The second powerful tremor on 12 May — just eighteen days after the 7.8 magnitude earthquake — brought even more devastation to Nepal. Families in certain districts, like Sindhulpalchok, were hit by both disasters. The count of the dead stands now at over 8,300, there are around 20,000 injured, whole villages have been cut off by fresh landslides, while many additional buildings have entirely collapsed.

“In spite of the new challenges brought by the latest major earthquake, particularly in terms of logistics, the ICRC has stepped up its action. We do this both directly and by supporting the action of the Nepal Red Cross Society (NRCS) and of the International Federation of Red Cross/Red Crescent Societies (IFRC)”, said Dragana Kojic, head of the ICRC delegation in Nepal.

The ICRC is concentrating on the restoration of family links, physical rehabilitation, management of the mortal remains of victims and emergency first aid. The ICRC has also helped the NRCS kick start basic psychological support in five districts.

Next week, ICRC will share with relevant embassies an update on foreign nationals registered as missing and whose cases have been solved through the ICRC’s familylinks website, as well as “I am alive” messages. ICRC delegates alongside NRCS volunteers visited hospitals, children homes and camps for displaced persons in order to identify people in need of communicating, or being reunited, with their relatives. Teams have been sent to affected districts in order to support NRCS specialists in restoring family links.

“Many earthquake survivors have sustained the type of injuries which may require long-term physical rehabilitation”, said Jagadish Shrestha, head of Health at ICRC Nepal. These include spinal cord injuries, amputations and certain cases of complicated fractures. “We shall be working with our long-term partners, the Green Pastures Hospital in Pokhara and the Yerahiti Rehabilitation Centre in Kathmandu, which is linked to the Army Hospital. The latter has been treating mainly civilian patients”, added Shrestha. An ICRC team has toured various hospitals to assess current and future needs, and the first patients have already moved from emergency care to physical rehabilitation.

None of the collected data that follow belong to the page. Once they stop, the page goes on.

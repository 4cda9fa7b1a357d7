//! # Query Builder Module
//!
//! Immutable query descriptions for the read path of generated CRUD handlers.
//!
//! List and read hooks receive a [`QueryBuilder`] in their
//! [`InterceptorContext`](crate::interceptor::InterceptorContext). A hook
//! derives a new builder (for example adding a tenant filter) and returns it;
//! the handler merges it with the query it assembled itself using
//! [`QueryBuilder::merge_with`] and hands the result of
//! [`build`](QueryBuilder::build), [`build_find_one`](QueryBuilder::build_find_one)
//! or [`build_count`](QueryBuilder::build_count) to the data-access layer.
//!
//! ## Output shapes
//!
//! | Method             | Keys                                               |
//! |--------------------|----------------------------------------------------|
//! | `build()`          | `where`, `include`, `orderBy`, `skip`, `take`, `select` |
//! | `build_find_one()` | `where`, `include`, `select`                       |
//! | `build_count()`    | `where`                                            |
//!
//! Anything never set is absent, never an empty collection, so the data
//! layer does not receive "order by nothing" or "select nothing".
//!
//! ## Combining conditions
//!
//! `where_` shallow-merges keys. `and_where`, `or_where` and `not_where` wrap
//! the existing clause in an `AND` / `OR` / `NOT` node; when the current clause
//! is empty the new conditions simply become the clause.

mod builder;

pub use builder::{
    create_query_builder, BuiltQuery, CountQuery, FindOneQuery, Pagination, QueryBuilder,
    QueryMap, SortOrder,
};
use std::fmt;

use serde::{Deserialize, Serialize};
use serde_json::Value;

/// The fourteen named extension points of a generated CRUD handler.
#[derive(Debug, Clone, Copy, PartialEq, Eq, Hash, PartialOrd, Ord)]
pub enum LifecycleHook {
    BeforeValidate,
    ExtendSchema,
    AfterValidate,
    BeforeCreate,
    AfterCreate,
    BeforeUpdate,
    AfterUpdate,
    BeforeDelete,
    AfterDelete,
    BeforeList,
    AfterList,
    BeforeRead,
    AfterRead,
    OnError,
}

/// Every hook, in lifecycle order.
pub const LIFECYCLE_HOOKS: [LifecycleHook; 14] = [
    LifecycleHook::BeforeValidate,
    LifecycleHook::ExtendSchema,
    LifecycleHook::AfterValidate,
    LifecycleHook::BeforeCreate,
    LifecycleHook::AfterCreate,
    LifecycleHook::BeforeUpdate,
    LifecycleHook::AfterUpdate,
    LifecycleHook::BeforeDelete,
    LifecycleHook::AfterDelete,
    LifecycleHook::BeforeList,
    LifecycleHook::AfterList,
    LifecycleHook::BeforeRead,
    LifecycleHook::AfterRead,
    LifecycleHook::OnError,
];

/// Calling convention of a hook.
#[derive(Debug, Clone, Copy, PartialEq, Eq)]
pub enum HookKind {
    /// Async `(data, ctx) -> HookResult`
    Lifecycle,
    /// Sync `schema -> schema`
    Schema,
    /// Async `(error, ctx) -> HookResult`
    Error,
}

impl LifecycleHook {
    /// The hook's name as it appears in custom interceptor modules.
    #[must_use]
    pub fn name(self) -> &'static str {
        match self {
            LifecycleHook::BeforeValidate => "beforeValidate",
            LifecycleHook::ExtendSchema => "extendSchema",
            LifecycleHook::AfterValidate => "afterValidate",
            LifecycleHook::BeforeCreate => "beforeCreate",
            LifecycleHook::AfterCreate => "afterCreate",
            LifecycleHook::BeforeUpdate => "beforeUpdate",
            LifecycleHook::AfterUpdate => "afterUpdate",
            LifecycleHook::BeforeDelete => "beforeDelete",
            LifecycleHook::AfterDelete => "afterDelete",
            LifecycleHook::BeforeList => "beforeList",
            LifecycleHook::AfterList => "afterList",
            LifecycleHook::BeforeRead => "beforeRead",
            LifecycleHook::AfterRead => "afterRead",
            LifecycleHook::OnError => "onError",
        }
    }

    #[must_use]
    pub fn from_name(name: &str) -> Option<Self> {
        LIFECYCLE_HOOKS.into_iter().find(|h| h.name() == name)
    }

    #[must_use]
    pub fn kind(self) -> HookKind {
        match self {
            LifecycleHook::ExtendSchema => HookKind::Schema,
            LifecycleHook::OnError => HookKind::Error,
            _ => HookKind::Lifecycle,
        }
    }
}

impl fmt::Display for LifecycleHook {
    fn fmt(&self, f: &mut fmt::Formatter<'_>) -> fmt::Result {
        f.write_str(self.name())
    }
}

/// The CRUD operation a hook runs for.
#[derive(Debug, Clone, Copy, PartialEq, Eq, Hash, Serialize, Deserialize)]
#[serde(rename_all = "lowercase")]
pub enum Operation {
    Validate,
    Create,
    Update,
    Delete,
    List,
    Read,
}

impl Operation {
    #[must_use]
    pub fn as_str(self) -> &'static str {
        match self {
            Operation::Validate => "validate",
            Operation::Create => "create",
            Operation::Update => "update",
            Operation::Delete => "delete",
            Operation::List => "list",
            Operation::Read => "read",
        }
    }

    /// The before/after hook pair wrapped around this operation.
    #[must_use]
    pub fn hooks(self) -> (LifecycleHook, LifecycleHook) {
        match self {
            Operation::Validate => (LifecycleHook::BeforeValidate, LifecycleHook::AfterValidate),
            Operation::Create => (LifecycleHook::BeforeCreate, LifecycleHook::AfterCreate),
            Operation::Update => (LifecycleHook::BeforeUpdate, LifecycleHook::AfterUpdate),
            Operation::Delete => (LifecycleHook::BeforeDelete, LifecycleHook::AfterDelete),
            Operation::List => (LifecycleHook::BeforeList, LifecycleHook::AfterList),
            Operation::Read => (LifecycleHook::BeforeRead, LifecycleHook::AfterRead),
        }
    }

    /// List and read operations carry a query builder in their context.
    #[must_use]
    pub fn is_read_path(self) -> bool {
        matches!(self, Operation::List | Operation::Read)
    }
}

impl fmt::Display for Operation {
    fn fmt(&self, f: &mut fmt::Formatter<'_>) -> fmt::Result {
        f.write_str(self.as_str())
    }
}

fn is_false(value: &bool) -> bool {
    !*value
}

/// What a lifecycle hook hands back to the generated handler.
///
/// With `halt` set, a before-hook stops the pipeline and `response` is
/// returned as-is; no later stage (including the database write) runs.
#[derive(Debug, Clone, PartialEq, Serialize, Deserialize)]
pub struct HookResult {
    pub data: Value,
    #[serde(default, skip_serializing_if = "is_false")]
    pub halt: bool,
    #[serde(default, skip_serializing_if = "Option::is_none")]
    pub response: Option<Value>,
}

impl HookResult {
    /// Continue with `data` as the new working value.
    #[must_use]
    pub fn pass(data: Value) -> Self {
        Self {
            data,
            halt: false,
            response: None,
        }
    }

    /// Stop the pipeline and answer with `response`.
    #[must_use]
    pub fn halt(data: Value, response: Value) -> Self {
        Self {
            data,
            halt: true,
            response: Some(response),
        }
    }
}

Group discussion with female community health workers about the situation of Kalika VDC in Sindhuplachowk, and the need for basic psychological support for the earthquake affected families. ©ICRC

Group discussion with female community health workers about the situation of Kalika VDC in Sindhuplachowk, and the need for basic psychological support for the earthquake affected families. ©ICRC

Another objective is to provide guidance to security forces and affected district authorities so they can identify and properly manage human remains with dignity and in full respect of cultural practices. Messages on not cremating the dead before they have been properly identified are being disseminated. Equally important is explaining that dead bodies are not a source of epidemics.

Between 25 April and 16 May 2015, in cooperation with the NRCS, the ICRC:

  • enabled 565 persons inform they were alive through the familylinks website; visited 19 hospitals, 11 camps for displaced people, two children homes as well as 10 jails, in order to offer contact with the families, collect lists of missing persons and assist those who could not return home by themselves; sent teams to some of the most heavily affected districts, namely Sindhupalchok, Gorkha, Rasuwa, Dhading and Nuwakot to assess needs in terms of restoring family links; provided tarpaulins and hygiene kits to ten jails, and notified embassies of foreign detainees of their fate;
  • helped the NRCS kick start basic psychological support to earthquake survivors in five districts, namely Sindhupalchok, Dhading, Gorkha, Nuwakot and Rasuwa; opened child friendly spaces in Nuwakot, Dhading and Gorkha;
  • supplied hospitals in the Kathmandu Valley and outlying districts with nine sets of dressing modules, eight sets of plaster castings as well as with tarpaulins; provided support to NRCS for its first aid services;
  • worked with its partners at Green Pastures Hospital, Pokhara, and Yerahiti Rehabilitation Centre, Kathmandu, to plan for the long-term physical rehabilitation of earthquake victims;
  • handed over 2,000 body bags to the NRCS and to hospitals; fulfilled all needs related to personal protective equipment for the Department of Forensic Medicine and will provide them with additional refrigeration capacity to properly manage the dead.